There are nine test images, each containing multiple non-overlapping objects on a white background. Each of the images was taken with an Olympus D600-L digital camera. Then each images was cropped and transformed using a gamma 1.5 transformation in xv plus a slight modification to flatten the upper intensity range (upper middle active point moved to (159,210)). Each image was treated identically, so differences are due to illumination and the color balancing in the camera.

Tasks

  1. The first task is to write a program that converts an input image into a binary image, with the background white and the foreground non-white. You can use manually specified thresholds, or have your program find them automatically. You may want to discard noise in this step through the use of a Gaussian or median filter.

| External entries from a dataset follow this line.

//! Display formatting for the match clock.
//!
//! The backend reports elapsed time as a float second count; everything
//! here is ephemeral string formatting for the views.

/// Formats an elapsed-seconds count as `MM:SS`, both fields zero padded.
///
/// Minutes are not capped, so an hour renders as `60:00`. Negative or
/// non-finite input clamps to `00:00` rather than panicking; a live display
/// should survive garbage from the backend.
pub fn time_string(secs: f64) -> String {
    if !secs.is_finite() || secs < 0.0 {
        return String::from("00:00");
    }
    let secs = secs as u64;
    format!("{:02}:{:02}", secs / 60, secs % 60)
}

/// The stoppage-time suffix (`+N'`), shown only when there is any.
pub fn stoppage_string(minutes: u32) -> Option<String> {
    (minutes > 0).then(|| format!("+{minutes}'"))
}

/// The full timer line: clock plus stoppage suffix when present.
pub fn timer_line(secs: f64, stoppage_minutes: u32) -> String {
    match stoppage_string(stoppage_minutes) {
        Some(suffix) => format!("{} {suffix}", time_string(secs)),
        None => time_string(secs),
    }
}
use scorecast_common::match_state::MatchState;

pub mod admin;
pub mod penalties;
pub mod scoreboard;

/// The one capability a view must provide: turn the latest snapshot into a
/// text frame. Views own whatever display state they carry between cycles
/// (sticky logos, the admin edit session).
pub trait Renderable {
    fn render(&mut self, snapshot: &MatchState) -> String;
}

pub(crate) mod style {
    pub const BOLD: &str = "\x1b[1m";
    pub const DIM: &str = "\x1b[2m";
    pub const GREEN: &str = "\x1b[32m";
    pub const RED: &str = "\x1b[31m";
    pub const RESET: &str = "\x1b[0m";
}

    To read and write the PPM images you can use the following library. The ppmmain.c file is an example of how to use the routines and modify an image.

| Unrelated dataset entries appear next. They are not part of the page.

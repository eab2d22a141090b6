//! Cognito Identity Provider backend
//!
//! Maps the `ListUsers`, `ListUsersInGroup` and `DescribeUserPool` calls
//! onto the [`UserDirectory`] trait and translates SDK errors into the
//! domain taxonomy. SDK-level automatic retries are disabled; throttling is
//! handled by the exporter's own backoff policy so the retry schedule stays
//! observable and configurable in one place.

use crate::adapters::directory::UserDirectory;
use crate::domain::{DirectoryError, PoolInfo, UserPage, UserPoolId, UserRecord};
use async_trait::async_trait;
use aws_config::retry::RetryConfig;
use aws_config::{BehaviorVersion, Region};
use aws_sdk_cognitoidentityprovider::error::{ProvideErrorMetadata, SdkError};
use aws_sdk_cognitoidentityprovider::types::UserType;
use aws_sdk_cognitoidentityprovider::Client;
use chrono::{DateTime, Utc};

/// Error codes the directory service uses for rate limiting.
const THROTTLING_CODES: &[&str] = &[
    "ThrottlingException",
    "TooManyRequestsException",
    "Throttling",
    "LimitExceededException",
];

/// How the users of a pool are enumerated.
#[derive(Debug, Clone, Default)]
pub enum ListingScope {
    /// Every user in the pool
    #[default]
    All,

    /// Users matching a server-side filter expression
    Filtered(String),

    /// Members of a named group
    Group(String),
}

/// [`UserDirectory`] implementation backed by the Cognito Identity Provider
/// API. Credentials, region and profile resolve through the standard AWS
/// configuration chain.
pub struct CognitoDirectory {
    client: Client,
    pool_id: UserPoolId,
    scope: ListingScope,
}

impl CognitoDirectory {
    /// Connects using the default AWS credential chain.
    pub async fn connect(
        pool_id: UserPoolId,
        region: &str,
        profile: Option<&str>,
        scope: ListingScope,
    ) -> Self {
        let mut loader = aws_config::defaults(BehaviorVersion::latest())
            .region(Region::new(region.to_string()))
            .retry_config(RetryConfig::disabled());
        if let Some(profile) = profile {
            loader = loader.profile_name(profile);
        }
        let config = loader.load().await;

        Self {
            client: Client::new(&config),
            pool_id,
            scope,
        }
    }

    /// The pool this directory reads from
    pub fn pool_id(&self) -> &UserPoolId {
        &self.pool_id
    }

    /// Flattens one SDK user into a domain record. Root-level fields share
    /// the attribute namespace with the entries of the attributes list.
    fn record_from_user(user: &UserType) -> UserRecord {
        let mut record = UserRecord::new();

        if let Some(username) = user.username() {
            record.set("Username", username);
        }
        record.set("Enabled", if user.enabled() { "true" } else { "false" });
        if let Some(status) = user.user_status() {
            record.set("UserStatus", status.as_str());
        }
        if let Some(created) = user.user_create_date() {
            record.set("UserCreateDate", format_timestamp(created));
        }
        if let Some(modified) = user.user_last_modified_date() {
            record.set("UserLastModifiedDate", format_timestamp(modified));
        }

        for attribute in user.attributes() {
            record.set(attribute.name(), attribute.value().unwrap_or_default());
        }

        record
    }
}

#[async_trait]
impl UserDirectory for CognitoDirectory {
    async fn list_users(
        &self,
        pagination_token: Option<String>,
        page_size: i32,
    ) -> Result<UserPage, DirectoryError> {
        match &self.scope {
            ListingScope::Group(group) => {
                let output = self
                    .client
                    .list_users_in_group()
                    .user_pool_id(self.pool_id.as_str())
                    .group_name(group)
                    .limit(page_size)
                    .set_next_token(pagination_token)
                    .send()
                    .await
                    .map_err(|e| map_sdk_error(&e))?;

                Ok(UserPage {
                    users: output.users().iter().map(Self::record_from_user).collect(),
                    next_token: output.next_token().map(str::to_string),
                })
            }
            scope => {
                let filter = match scope {
                    ListingScope::Filtered(expression) => Some(expression.clone()),
                    _ => None,
                };
                let output = self
                    .client
                    .list_users()
                    .user_pool_id(self.pool_id.as_str())
                    .limit(page_size)
                    .set_pagination_token(pagination_token)
                    .set_filter(filter)
                    .send()
                    .await
                    .map_err(|e| map_sdk_error(&e))?;

                Ok(UserPage {
                    users: output.users().iter().map(Self::record_from_user).collect(),
                    next_token: output.pagination_token().map(str::to_string),
                })
            }
        }
    }

    async fn describe_pool(&self) -> Result<PoolInfo, DirectoryError> {
        let output = self
            .client
            .describe_user_pool()
            .user_pool_id(self.pool_id.as_str())
            .send()
            .await
            .map_err(|e| map_sdk_error(&e))?;

        let pool = output.user_pool();
        Ok(PoolInfo {
            id: self.pool_id.as_str().to_string(),
            name: pool.and_then(|p| p.name()).map(str::to_string),
            estimated_users: pool.map(|p| p.estimated_number_of_users()),
        })
    }
}

/// Translates an SDK error into the domain taxonomy. Errors without service
/// metadata (DNS failures, timeouts) never carried a throttling code, so
/// they classify as connection failures.
fn map_sdk_error<E, R>(err: &SdkError<E, R>) -> DirectoryError
where
    E: ProvideErrorMetadata,
    SdkError<E, R>: std::fmt::Display,
{
    match err.as_service_error() {
        Some(service) => {
            let code = service.code().unwrap_or("Unknown").to_string();
            let message = service
                .message()
                .unwrap_or("no message from service")
                .to_string();
            classify_service_error(&code, message)
        }
        None => DirectoryError::ConnectionFailed(err.to_string()),
    }
}

fn classify_service_error(code: &str, message: String) -> DirectoryError {
    if THROTTLING_CODES.contains(&code) {
        return DirectoryError::Throttled {
            code: code.to_string(),
            message,
        };
    }
    match code {
        "ResourceNotFoundException" => DirectoryError::PoolNotFound(message),
        "NotAuthorizedException" | "AccessDeniedException" => DirectoryError::AccessDenied(message),
        _ => DirectoryError::Api {
            code: code.to_string(),
            message,
        },
    }
}

fn format_timestamp(ts: &aws_sdk_cognitoidentityprovider::primitives::DateTime) -> String {
    DateTime::<Utc>::from_timestamp(ts.secs(), ts.subsec_nanos())
        .map(|dt| dt.to_rfc3339())
        .unwrap_or_else(|| ts.secs().to_string())
}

  2. The second task is to locate the bounding box of each object in the image. Here is the implementation of a 2-pass segmentation algorithm that works on "binary" images. You may use this one or write your own. You will also need to get this include file. Here is also a simple example of how to use the segmentation algorithm.

    These are the kinds of results you should be getting.

  3. The third task is to write a routine that calculates a feature set for each object (size, % of bounding box filled, orientation, moments, color), given the bounding box of the object, a binary image containing it, and possibly the original image.

  4. The fourth task is to develop a database of features for each object. These will constitute your object models. Use image 7 or 8 (or both) to build your object database.

  5. Finally, combine these together into a program (or set of programs) that takes in an image, locates potential objects, compares them to the objects in the database, and labels each one with the closest match. One program does not have to do all of this, and it may be easier to divide it into steps and use intermediate data files and images.

    Extensions:

What to hand in

Your lab reports should be set up as web pages (easiest method of displaying images). Do not post code on your web page. Instead, email it to Professor Maxwell when you hand in your lab.

For this lab you should also plan to demonstrate your system on some new test images during the lab period on 16 February. These images will be taken under similar conditions as the images posted above.

Your posted lab report should contain the following:

  1. An abstract of no more than 100 words explaining what you did.
  2. A summary of your thresholding algorithm, including any manually selected thresholds.
  3. A summary of your segmentation algorithm.
  4. A summary of your feature extraction step.
  5. A summary of how you built the object models.
  6. A summary of how you matched new objects to the object models in your database.
  7. Pictures showing example results for each step.
  8. A confusion matrix showing your recognition results. This should have the actual objects along the vertical axis and the resulting labels given those objects along the horizontal axis. A perfect recognition system would only have entries along the diagonal.
  9. A chart showing, for each object, the percent correctly identified.
  10. What extensions did you do? Show methods and results.